Your instructions:
From the records below, transcribe only the lines running from the one with "pub mod error;" through the one with "fn print_line(&mut self, msg: &str);". Keep both of those end lines.

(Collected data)
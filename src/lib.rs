pub mod app;
pub mod engine;
pub mod error;
pub mod models;
pub mod processor;
pub mod report;
pub mod server;
pub mod stats;
pub mod store;

// Re-export the main entry points for convenience
pub use app::SalesRefundApp;
pub use engine::MatchingEngine;
pub use error::MatcherError;
pub use store::TransactionStore;
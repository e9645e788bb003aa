mod terminal;

pub use terminal::TerminalFormatter;

/// Trait for displaying menu output in the terminal
pub trait Formatter {
    /// Undecorated output such as menus and voice listings
    fn print_line(&mut self, msg: &str);

    fn print_system(&mut self, msg: &str);

    fn print_success(&mut self, msg: &str);

    fn print_warning(&mut self, msg: &str);

    fn print_error(&mut self, msg: &str);
}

Output for this exercise:
pub mod error;
pub mod models;
pub mod processor;
pub mod report;
pub mod server;
pub mod stats;
pub mod store;

// Re-export the main entry points for convenience
pub use app::SalesRefundApp;
pub use engine::MatchingEngine;
pub use error::MatcherError;
pub use store::TransactionStore;
repository e9645e788bb003aa
mod terminal;

pub use terminal::TerminalFormatter;

/// Trait for displaying menu output in the terminal
pub trait Formatter {
    /// Undecorated output such as menus and voice listings
    fn print_line(&mut self, msg: &str);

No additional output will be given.